Take Control of Your Navigation

eCommerce NavigationMany eCommerce store platforms use loops to create elements of your website. Two of the most common are product loops and navigation loops. They make it nice and easy to build your store as they populate your category pages when you add products and add links to your nav bar when you add categories. Great way to get started but ultimately you need precision control over your navigation and loops won’t give it to you.

Often the navigation link is whatever you name your category and unless you assign a specific file name your URL is that category name too. Sounds fine but what happens when your top keyword phrase for that category changes? You change the category name in the backend of your store so the anchor text in your nav bar is the phrase you’re going after. Still sounds fine, right? Well, if you aren’t using specific file names or your store platform doesn’t offer that functionality then your URL is going to change too. Uh oh. No external links, no page rank, no search positions. You have to start from scratch.

Let’s say you are using file names so you don’t have to worry about losing the URLs you’ve put so much effort into getting ranked. If you have more than a couple of categories in your store you’re going to want to create sections within the nav bar to help your customers find what they are looking for by grouping like categories under those headings. This is impossible using your store platform’s built in loop.

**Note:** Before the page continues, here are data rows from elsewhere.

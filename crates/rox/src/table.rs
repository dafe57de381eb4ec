//! Open-addressed hash table keyed by interned strings.
//!
//! Keys are [`StrRef`] handles, so lookups compare by handle identity; the
//! single exception is [`Table::find_string`], the content probe the string
//! interner uses before a string has a canonical handle. Deleted entries
//! become tombstones so linear probe chains stay intact, and each entry
//! stores its key's hash so growth never needs to consult the heap.

use crate::object::StrRef;
use crate::value::Value;

const INITIAL_CAPACITY: usize = 8;

#[derive(Debug, Clone, Copy)]
pub(crate) struct Entry {
    pub key: Option<StrRef>,
    pub hash: u32,
    pub value: Value,
}

const EMPTY: Entry = Entry {
    key: None,
    hash: 0,
    value: Value::Nil,
};

impl Entry {
    /// A tombstone has no key but a `true` value, distinguishing it from a
    /// never-used slot whose value is `nil`.
    fn is_tombstone(&self) -> bool {
        self.key.is_none() && matches!(self.value, Value::Bool(true))
    }
}

/// Linear-probed hash table with power-of-two capacity and a 3/4 load
/// factor. Used for globals, class method tables, instance fields, and the
/// interned-string set.
#[derive(Debug, Default)]
pub struct Table {
    /// Live entries plus tombstones; kept below 3/4 of capacity.
    count: usize,
    entries: Vec<Entry>,
}

impl Table {
    pub fn new() -> Self {
        Self::default()
    }

    pub fn capacity(&self) -> usize {
        self.entries.len()
    }

    /// Number of live key/value pairs.
    pub fn len(&self) -> usize {
        self.entries.iter().filter(|e| e.key.is_some()).count()
    }

    pub fn is_empty(&self) -> bool {
        self.len() == 0
    }

    /// Probe for `key` starting at `hash mod capacity`. Returns the entry
    /// holding the key, or the slot an insertion should use: the first
    /// tombstone seen on the probe path if any, else the terminating empty
    /// slot. Capacity must be non-zero.
    fn find_slot(&self, key: StrRef, hash: u32) -> usize {
        let mask = self.entries.len() - 1;
        let mut index = hash as usize & mask;
        let mut tombstone: Option<usize> = None;
        loop {
            let entry = &self.entries[index];
            match entry.key {
                None => {
                    if entry.is_tombstone() {
                        if tombstone.is_none() {
                            tombstone = Some(index);
                        }
                    } else {
                        return tombstone.unwrap_or(index);
                    }
                }
                Some(k) if k == key => return index,
                Some(_) => {}
            }
            index = (index + 1) & mask;
        }
    }

    pub fn get(&self, key: StrRef, hash: u32) -> Option<Value> {
        if self.count == 0 {
            return None;
        }
        let entry = &self.entries[self.find_slot(key, hash)];
        entry.key.map(|_| entry.value)
    }

    /// Insert or overwrite. Returns `true` when the key was not present.
    pub fn set(&mut self, key: StrRef, hash: u32, value: Value) -> bool {
        if (self.count + 1) * 4 > self.entries.len() * 3 {
            self.grow();
        }
        let index = self.find_slot(key, hash);
        let entry = &mut self.entries[index];
        let is_new = entry.key.is_none();
        // A reused tombstone is already included in `count`.
        if is_new && !entry.is_tombstone() {
            self.count += 1;
        }
        *entry = Entry {
            key: Some(key),
            hash,
            value,
        };
        is_new
    }

    /// Remove a key, leaving a tombstone. Returns `false` if it was absent.
    pub fn delete(&mut self, key: StrRef, hash: u32) -> bool {
        if self.count == 0 {
            return false;
        }
        let index = self.find_slot(key, hash);
        if self.entries[index].key.is_none() {
            return false;
        }
        self.entries[index] = Entry {
            key: None,
            hash: 0,
            value: Value::Bool(true),
        };
        true
    }

    /// Content-based probe used only by the string interner: finds the
    /// interned key whose stored hash matches and whose resolved text equals
    /// `text`. Tombstones are skipped; an untouched empty slot ends the scan.
    pub fn find_string<'h>(
        &self,
        text: &str,
        hash: u32,
        resolve: impl Fn(StrRef) -> &'h str,
    ) -> Option<StrRef> {
        if self.count == 0 {
            return None;
        }
        let mask = self.entries.len() - 1;
        let mut index = hash as usize & mask;
        loop {
            let entry = &self.entries[index];
            match entry.key {
                None => {
                    if !entry.is_tombstone() {
                        return None;
                    }
                }
                Some(k) => {
                    if entry.hash == hash && resolve(k) == text {
                        return Some(k);
                    }
                }
            }
            index = (index + 1) & mask;
        }
    }

    /// Tombstone every key the predicate rejects. The collector uses this to
    /// drop interned strings that did not survive marking.
    pub fn retain(&mut self, mut keep: impl FnMut(StrRef) -> bool) {
        for entry in &mut self.entries {
            if let Some(k) = entry.key
                && !keep(k)
            {
                *entry = Entry {
                    key: None,
                    hash: 0,
                    value: Value::Bool(true),
                };
            }
        }
    }

    pub fn iter(&self) -> impl Iterator<Item = (StrRef, Value)> + '_ {
        self.entries
            .iter()
            .filter_map(|e| e.key.map(|k| (k, e.value)))
    }

    /// Entry storage size, for the collector's allocation heuristic.
    pub fn byte_count(&self) -> usize {
        self.entries.len() * std::mem::size_of::<Entry>()
    }

    /// Double the capacity and reinsert live entries. Tombstones are not
    /// carried over, so `count` is rebuilt from live entries alone.
    fn grow(&mut self) {
        let new_capacity = if self.entries.is_empty() {
            INITIAL_CAPACITY
        } else {
            self.entries.len() * 2
        };
        let old = std::mem::replace(&mut self.entries, vec![EMPTY; new_capacity]);
        self.count = 0;
        for entry in old {
            if let Some(key) = entry.key {
                let index = self.find_slot(key, entry.hash);
                self.entries[index] = entry;
                self.count += 1;
            }
        }
    }
}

You need to go static. The only way to have complete dominance over your nav is to create it by hand. That may sound strange in this era of automation, but it’s the truth. You nav bar will still be automatically added to all the pages in your site (or at least the same ones the loop nav was on) and it will still be just one file. You’re going to replace the loop with HTML code.

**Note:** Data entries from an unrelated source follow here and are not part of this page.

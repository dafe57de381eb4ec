//! Single-pass bytecode compiler: a Pratt parser that emits instructions
//! as it goes.
//!
//! There is no AST. The parser pulls tokens from the scanner one at a time
//! and writes bytecode straight into the chunk of the function being
//! compiled. Nested function declarations push a fresh compile context onto
//! a stack; the enclosing context resumes when the inner function ends and
//! receives the finished function as a constant.
//!
//! Error recovery is panic-mode: the first error in a statement is
//! reported, everything after it is swallowed until a statement boundary,
//! and compilation continues so later errors still surface. A compile with
//! any error reports failure at the end.

use crate::bytecode::{Chunk, OpCode};
use crate::error::{CompileErrors, Error, Result};
use crate::heap::Heap;
use crate::object::{Function, Obj};
use crate::scanner::{Scanner, Token, TokenKind};
use crate::value::Value;

/// Locals per function, including the reserved slot 0.
const MAX_LOCALS: usize = 256;
/// Captured variables per function.
const MAX_UPVALUES: usize = 256;

/// Compile `source` into the top-level script function. Strings for
/// identifiers and literals are interned into `heap` as they are parsed.
pub(crate) fn compile(source: &str, heap: &mut Heap) -> Result<Function> {
    let mut parser = Parser::new(source, heap);
    parser.advance();
    while !parser.match_token(TokenKind::Eof) {
        parser.declaration();
    }
    parser.finish()
}

/// Binding powers, weakest first. The parser only continues an expression
/// while the next operator binds at least as tightly as the current level.
#[derive(Debug, Clone, Copy, PartialEq, Eq, PartialOrd, Ord)]
enum Precedence {
    None,
    Comma,
    Assignment,
    Or,
    And,
    Equality,
    Comparison,
    Term,
    Factor,
    Unary,
    Call,
    Primary,
}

This is easy to do whether you’ve coded before or not. You only need one thing, your published home page. Simply go to your site, view the page source, locate your nav bar, and copy the code. Paste this code over the code for the loop, publish, and… it should look exactly the same as it did before. Voila, static nav.

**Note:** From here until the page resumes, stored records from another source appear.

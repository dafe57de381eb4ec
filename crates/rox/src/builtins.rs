//! Native functions exposed to every program.
//!
//! Natives follow the host ABI exactly: the VM validates arity, passes the
//! argument slice, and pushes the returned value. They have no access to the
//! heap, so they can only produce non-object values.

use std::sync::OnceLock;
use std::time::Instant;

use crate::object::NativeFn;
use crate::value::Value;

/// Every native the VM registers at startup: `(name, arity, callback)`.
pub(crate) fn all() -> &'static [(&'static str, usize, NativeFn)] {
    &[("clock", 0, clock)]
}

/// Seconds elapsed since the process first asked for the time, as a number.
/// Useful for timing scripts: only differences between readings matter.
fn clock(_args: &[Value]) -> Value {
    static EPOCH: OnceLock<Instant> = OnceLock::new();
    let epoch = EPOCH.get_or_init(Instant::now);
    Value::Number(epoch.elapsed().as_secs_f64())
}
//! Heap object registry, string interning, and the mark-sweep collector.
//!
//! The heap is the unique owner of every runtime object. Allocation hands
//! out [`ObjRef`] index handles; the slot vector doubles as the allocation
//! registry the sweeper walks, with a free list for slot reuse. Mark bits
//! live in a parallel vector so the trace loop can read an object while it
//! flags that object's children.
//!
//! The interned-string set is deliberately *weak*: it is not traced as a
//! root, and after marking any entry whose key did not survive is dropped.
//! That is what lets dead strings be collected at all.
//!
//! The heap never starts a collection on its own. The VM owns the roots, so
//! the VM decides when to collect; the heap only reports when the allocation
//! counter has crossed the threshold.

use crate::object::{Class, Closure, Function, Instance, Obj, ObjRef, StrRef, StringObj, Upvalue};
use crate::table::Table;
use crate::value::Value;

/// First collection fires once this many bytes are live.
const FIRST_GC_THRESHOLD: usize = 1024 * 1024;
/// After a collection the threshold is the surviving bytes times this.
const HEAP_GROW_FACTOR: usize = 2;

/// 32-bit FNV-1a.
pub(crate) fn hash_str(text: &str) -> u32 {
    let mut hash: u32 = 2166136261;
    for byte in text.bytes() {
        hash ^= u32::from(byte);
        hash = hash.wrapping_mul(16777619);
    }
    hash
}

#[derive(Default)]
pub struct Heap {
    slots: Vec<Option<Obj>>,
    marks: Vec<bool>,
    /// Bytes charged to each slot at allocation time. Objects that grow
    /// afterwards (closures, field tables) are not re-measured; the counter
    /// is a trigger heuristic, and charging a fixed amount per slot keeps
    /// the books exact on free.
    sizes: Vec<usize>,
    free: Vec<u32>,
    /// Interned strings, keyed by themselves (values are `nil`). Weak.
    strings: Table,
    /// Marked-but-not-scanned objects pending trace.
    gray: Vec<ObjRef>,
    bytes_allocated: usize,
    next_gc: usize,
}

impl Heap {
    pub fn new() -> Self {
        Self {
            next_gc: FIRST_GC_THRESHOLD,
            ..Self::default()
        }
    }

    // -----------------------------------------------------------------------
    // Allocation and interning
    // -----------------------------------------------------------------------

    /// Register a new object and return its handle. This never collects;
    /// the VM checks [`Heap::should_collect`] at its allocation sites.
    pub fn alloc(&mut self, obj: Obj) -> ObjRef {
        let size = obj.byte_count();
        let kind = obj.kind_name();
        self.bytes_allocated += size;
        let index = match self.free.pop() {
            Some(i) => {
                self.slots[i as usize] = Some(obj);
                self.sizes[i as usize] = size;
                i
            }
            None => {
                self.slots.push(Some(obj));
                self.marks.push(false);
                self.sizes.push(size);
                (self.slots.len() - 1) as u32
            }
        };
        tracing::trace!(index, size, kind, "allocate");
        ObjRef(index)
    }

    /// Return the canonical handle for `text`, allocating and registering a
    /// new string only if no interned string with the same content exists.
    pub fn intern(&mut self, text: &str) -> StrRef {
        let hash = hash_str(text);
        let slots = &self.slots;
        let existing = self.strings.find_string(text, hash, |k| {
            match slots[k.0 as usize].as_ref() {
                Some(Obj::String(s)) => s.text.as_str(),
                _ => "",
            }
        });
        if let Some(found) = existing {
            return found;
        }
        let r = self.alloc(Obj::String(StringObj {
            text: text.to_owned(),
            hash,
        }));
        let key = StrRef(r.0);
        self.strings.set(key, hash, Value::Nil);
        key
    }

    pub fn should_collect(&self) -> bool {
        self.bytes_allocated > self.next_gc
    }

    // -----------------------------------------------------------------------
    // Object access
    // -----------------------------------------------------------------------

    pub fn get(&self, r: ObjRef) -> &Obj {
        self.slots[r.0 as usize]
            .as_ref()
            .expect("use of collected object")
    }

    pub fn get_mut(&mut self, r: ObjRef) -> &mut Obj {
        self.slots[r.0 as usize]
            .as_mut()
            .expect("use of collected object")
    }

    /// `Some` when the handle refers to a string.
    pub fn as_string(&self, r: ObjRef) -> Option<StrRef> {
        match self.get(r) {
            Obj::String(_) => Some(StrRef(r.0)),
            _ => None,
        }
    }

    pub fn string(&self, s: StrRef) -> &StringObj {
        match self.get(s.into()) {
            Obj::String(obj) => obj,
            other => panic!("expected string, found {}", other.kind_name()),
        }
    }

    pub fn str_text(&self, s: StrRef) -> &str {
        &self.string(s).text
    }

    pub fn str_hash(&self, s: StrRef) -> u32 {
        self.string(s).hash
    }

    pub fn function(&self, r: ObjRef) -> &Function {
        match self.get(r) {
            Obj::Function(f) => f,
            other => panic!("expected function, found {}", other.kind_name()),
        }
    }

    pub fn closure(&self, r: ObjRef) -> &Closure {
        match self.get(r) {
            Obj::Closure(c) => c,
            other => panic!("expected closure, found {}", other.kind_name()),
        }
    }

    pub fn closure_mut(&mut self, r: ObjRef) -> &mut Closure {
        match self.get_mut(r) {
            Obj::Closure(c) => c,
            other => panic!("expected closure, found {}", other.kind_name()),
        }
    }

    pub fn upvalue(&self, r: ObjRef) -> &Upvalue {
        match self.get(r) {
            Obj::Upvalue(u) => u,
            other => panic!("expected upvalue, found {}", other.kind_name()),
        }
    }

    pub fn upvalue_mut(&mut self, r: ObjRef) -> &mut Upvalue {
        match self.get_mut(r) {
            Obj::Upvalue(u) => u,
            other => panic!("expected upvalue, found {}", other.kind_name()),
        }
    }

    pub fn class(&self, r: ObjRef) -> &Class {
        match self.get(r) {
            Obj::Class(c) => c,
            other => panic!("expected class, found {}", other.kind_name()),
        }
    }

    pub fn class_mut(&mut self, r: ObjRef) -> &mut Class {
        match self.get_mut(r) {
            Obj::Class(c) => c,
            other => panic!("expected class, found {}", other.kind_name()),
        }
    }

    pub fn instance(&self, r: ObjRef) -> &Instance {
        match self.get(r) {
            Obj::Instance(i) => i,
            other => panic!("expected instance, found {}", other.kind_name()),
        }
    }

    pub fn instance_mut(&mut self, r: ObjRef) -> &mut Instance {
        match self.get_mut(r) {
            Obj::Instance(i) => i,
            other => panic!("expected instance, found {}", other.kind_name()),
        }
    }

    // -----------------------------------------------------------------------
    // Printing
    // -----------------------------------------------------------------------

    /// Render a value the way `print` shows it.
    pub fn format_value(&self, value: Value) -> String {
        match value {
            Value::Nil => "nil".to_string(),
            Value::Bool(b) => b.to_string(),
            Value::Number(n) => n.to_string(),
            Value::Obj(r) => self.format_object(r),
        }
    }

    fn format_object(&self, r: ObjRef) -> String {
        match self.get(r) {
            Obj::String(s) => s.text.clone(),
            Obj::Function(f) => self.format_function(f),
            Obj::Native(n) => format!("<native fn: {} args>", n.arity),
            Obj::Closure(c) => self.format_function(self.function(c.function)),
            Obj::Upvalue(_) => "upvalue".to_string(),
            Obj::Class(c) => format!("<class: {}>", self.str_text(c.name)),
            Obj::Instance(i) => {
                format!(
                    "<instance of class: {}>",
                    self.str_text(self.class(i.class).name)
                )
            }
            Obj::BoundMethod(b) => {
                self.format_function(self.function(self.closure(b.method).function))
            }
        }
    }

    fn format_function(&self, f: &Function) -> String {
        match f.name {
            Some(name) => format!("<fn {}>", self.str_text(name)),
            None => "<script>".to_string(),
        }
    }

    // -----------------------------------------------------------------------
    // Collection: mark, trace, weak-string sweep, sweep
    // -----------------------------------------------------------------------

    pub fn mark_value(&mut self, value: Value) {
        if let Value::Obj(r) = value {
            self.mark_object(r);
        }
    }

    /// Set the mark bit and queue the object for tracing, once.
    pub fn mark_object(&mut self, r: ObjRef) {
        let index = r.0 as usize;
        if !self.marks[index] {
            self.marks[index] = true;
            self.gray.push(r);
        }
    }

    pub fn mark_str(&mut self, s: StrRef) {
        self.mark_object(s.into());
    }

    /// Mark every key and value of a table that lives outside the heap
    /// (the VM's globals).
    pub fn mark_table(&mut self, table: &Table) {
        for (key, value) in table.iter() {
            self.mark_object(key.into());
            self.mark_value(value);
        }
    }

    /// Drain the gray worklist, marking each object's outgoing references.
    pub fn trace_references(&mut self) {
        loop {
            let Some(r) = self.gray.pop() else { break };
            let Heap {
                slots, marks, gray, ..
            } = self;
            let slots = &*slots;
            let mut mark = |v: Value| {
                if let Value::Obj(o) = v {
                    let index = o.0 as usize;
                    if !marks[index] {
                        marks[index] = true;
                        gray.push(o);
                    }
                }
            };
            match slots[r.0 as usize].as_ref().expect("traced freed object") {
                Obj::String(_) | Obj::Native(_) => {}
                Obj::Function(f) => {
                    if let Some(name) = f.name {
                        mark(Value::Obj(name.into()));
                    }
                    for &constant in &f.chunk.constants {
                        mark(constant);
                    }
                }
                Obj::Closure(c) => {
                    mark(Value::Obj(c.function));
                    for &upvalue in &c.upvalues {
                        mark(Value::Obj(upvalue));
                    }
                }
                // An open upvalue points into the value stack, which is a
                // root in its own right.
                Obj::Upvalue(Upvalue::Open { .. }) => {}
                Obj::Upvalue(Upvalue::Closed(v)) => mark(*v),
                Obj::Class(c) => {
                    mark(Value::Obj(c.name.into()));
                    for (key, value) in c.methods.iter() {
                        mark(Value::Obj(key.into()));
                        mark(value);
                    }
                }
                Obj::Instance(i) => {
                    mark(Value::Obj(i.class));
                    for (key, value) in i.fields.iter() {
                        mark(Value::Obj(key.into()));
                        mark(value);
                    }
                }
                Obj::BoundMethod(b) => {
                    mark(b.receiver);
                    mark(Value::Obj(b.method));
                }
            }
        }
    }

    /// Drop interner entries whose strings did not survive marking. Must run
    /// after tracing and before the sweep frees the slots.
    pub fn sweep_strings(&mut self) {
        let marks = &self.marks;
        self.strings.retain(|k| marks[k.0 as usize]);
    }

    /// Free every unmarked object and clear the mark bits of survivors,
    /// then reset the collection threshold from the surviving byte count.
    pub fn sweep(&mut self) {
        let mut freed = 0usize;
        for (index, slot) in self.slots.iter_mut().enumerate() {
            if self.marks[index] {
                self.marks[index] = false;
                continue;
            }
            if let Some(obj) = slot.take() {
                freed += self.sizes[index];
                self.free.push(index as u32);
                tracing::trace!(index, kind = obj.kind_name(), "free");
            }
        }
        self.bytes_allocated -= freed;
        self.next_gc = self.bytes_allocated * HEAP_GROW_FACTOR;
        tracing::debug!(
            freed_bytes = freed,
            live_bytes = self.bytes_allocated,
            next_gc = self.next_gc,
            "sweep complete"
        );
    }

    // -----------------------------------------------------------------------
    // Introspection
    // -----------------------------------------------------------------------

    /// Number of live heap objects.
    pub fn object_count(&self) -> usize {
        self.slots.iter().filter(|s| s.is_some()).count()
    }

    pub fn bytes_allocated(&self) -> usize {
        self.bytes_allocated
    }

    /// Number of distinct interned strings.
    pub fn string_count(&self) -> usize {
        self.strings.len()
    }
}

Now when you want to update anchor text, all you need to do to is change it in the code and publish, easy peasy. You now also have the ability to add section headings for related groups of categories – a big bonus in the conversion department. To do this, create a new table or copy an existing one from the nav. Change the anchor text to whatever you want your heading to be and remove the hyperlink.

You can get as fancy as you want now. Change the background color of the section heading to separate it from the nav links. Add image icons to grab customer attention. Add other static pages wherever you want them. The length of your page is the limit!